When I left Hawaii, I knew I wanted to move to Asia, because most of my clients were here. Back then, I was deciding [between moving to] Bangkok or Singapore. But Singapore 15 or 16 years ago wasn’t the Singapore that exists today. It was a lot quieter. You didn’t have Marina Bay Sands and a lot of all the development and interest that came after that followed that.
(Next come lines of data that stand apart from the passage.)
use crate::command::Kind;
use crate::registry::CommandSpec;
use crate::store::ConfigFile;
use anyhow::{Context, Result};
use std::path::PathBuf;
use tracing::debug;

pub struct AddArgs<'a> {
    pub kind: Kind,
    pub script: &'a str,
    pub cases: Vec<String>,
    pub name: Option<String>,
    pub default: bool,
    pub args: Vec<String>,
}

pub fn add_script(cfg: &ConfigFile, args: AddArgs) -> Result<()> {
    println!("Evaluating script: {}", args.script);
    let script_path = resolve_script(args.script)?;
    println!("Absolute path found for script: {}", script_path.display());
    if args.default && (args.name.is_some() || !args.cases.is_empty()) {
        eprintln!("Note: --default ignores --name and CASES");
    }

    let mut registry = cfg.load()?;
    let spec = CommandSpec {
        name: if args.default { None } else { args.name },
        executable: script_path.to_string_lossy().into_owned(),
        arguments: args.args,
        classes: args.cases,
        is_default: args.default,
    };
    let stored = registry.add(args.kind, spec)?;
    let summary = if stored.is_default() {
        format!("Set default {} to {}", args.kind, stored.name)
    } else {
        let classes: Vec<&str> = stored.classes.iter().map(String::as_str).collect();
        format!("Saved {} '{}' for {}", args.kind, stored.name, classes.join(" "))
    };
    cfg.save(&registry)
        .with_context(|| format!("writing {}", cfg.path().display()))?;
    println!("{summary}");
    Ok(())
}

/// Absolute path of `script`, looked up on PATH unless it already names a file.
fn resolve_script(script: &str) -> Result<PathBuf> {
    let found = which::which(script)
        .with_context(|| format!("given script '{script}' not found or not executable"))?;
    debug!(script, found = %found.display(), "script resolved");
    std::path::absolute(&found).with_context(|| format!("making {} absolute", found.display()))
}

#[cfg(all(test, unix))]
mod tests {
    use super::*;
    use std::os::unix::fs::PermissionsExt;
    use tempfile::TempDir;

    fn executable(dir: &TempDir, name: &str) -> PathBuf {
        let path = dir.path().join(name);
        std::fs::write(&path, "#!/bin/sh\n").unwrap();
        std::fs::set_permissions(&path, std::fs::Permissions::from_mode(0o755)).unwrap();
        path
    }

    #[test]
    fn add_resolves_script_and_persists() {
        let dir = TempDir::new().unwrap();
        let script = executable(&dir, "ytdl-wrapper");
        let cfg = ConfigFile::new(dir.path().join("turmyx.yml"), None).unwrap();
        add_script(
            &cfg,
            AddArgs {
                kind: Kind::UrlOpener,
                script: script.to_str().unwrap(),
                cases: vec!["youtube.com".into(), "youtu.be".into()],
                name: Some("ytdl".into()),
                default: false,
                args: vec!["-x".into()],
            },
        )
        .unwrap();
        let r = cfg.load().unwrap();
        let c = r.resolve_opener("youtu.be").unwrap();
        assert_eq!(c.name, "ytdl");
        assert_eq!(c.executable, script.to_string_lossy());
        assert_eq!(c.arguments, ["-x"]);
    }

    #[test]
    fn default_flag_ignores_name_and_cases() {
        let dir = TempDir::new().unwrap();
        let script = executable(&dir, "qr");
        let cfg = ConfigFile::new(dir.path().join("turmyx.toml"), None).unwrap();
        add_script(
            &cfg,
            AddArgs {
                kind: Kind::UrlOpener,
                script: script.to_str().unwrap(),
                cases: vec!["ignored.org".into()],
                name: Some("ignored".into()),
                default: true,
                args: vec![],
            },
        )
        .unwrap();
        let r = cfg.load().unwrap();
        let c = r.resolve_opener("anything.org").unwrap();
        assert_eq!(c.name, "qr");
        assert!(r.partition(Kind::UrlOpener).entries().is_empty());
    }

    #[test]
    fn missing_script_leaves_config_untouched() {
        let dir = TempDir::new().unwrap();
        let cfg = ConfigFile::new(dir.path().join("turmyx.yml"), None).unwrap();
        let err = add_script(
            &cfg,
            AddArgs {
                kind: Kind::FileEditor,
                script: "/nonexistent/turmyx-editor",
                cases: vec!["txt".into()],
                name: None,
                default: false,
                args: vec![],
            },
        )
        .unwrap_err();
        assert!(err.to_string().contains("not found or not executable"));
        assert!(!cfg.path().exists());
    }
}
Bangkok back then was still quite a vibrant city. It’s chaotic, but it’s interesting at the same time. There’s a lot of energy like this, and for most of the time, [the people are] just very creative. I was inspired by their artistry.

Bangkok was extremely different from Hawaii. But I liked that they’re so different.

You were born and raised in Oahu, Hawaii. How has that inspired your designs today?

For me, it goes back to the fact that while I look Asian, I’m actually quite Western. And I think the same can be said of my approach to design where it’s sort of a hybrid of two views — a Western view and an Asian view. I’ve been told I have sort of this Asian set aesthetics of refinement, which you can see is sort of applied throughout the firm’s work.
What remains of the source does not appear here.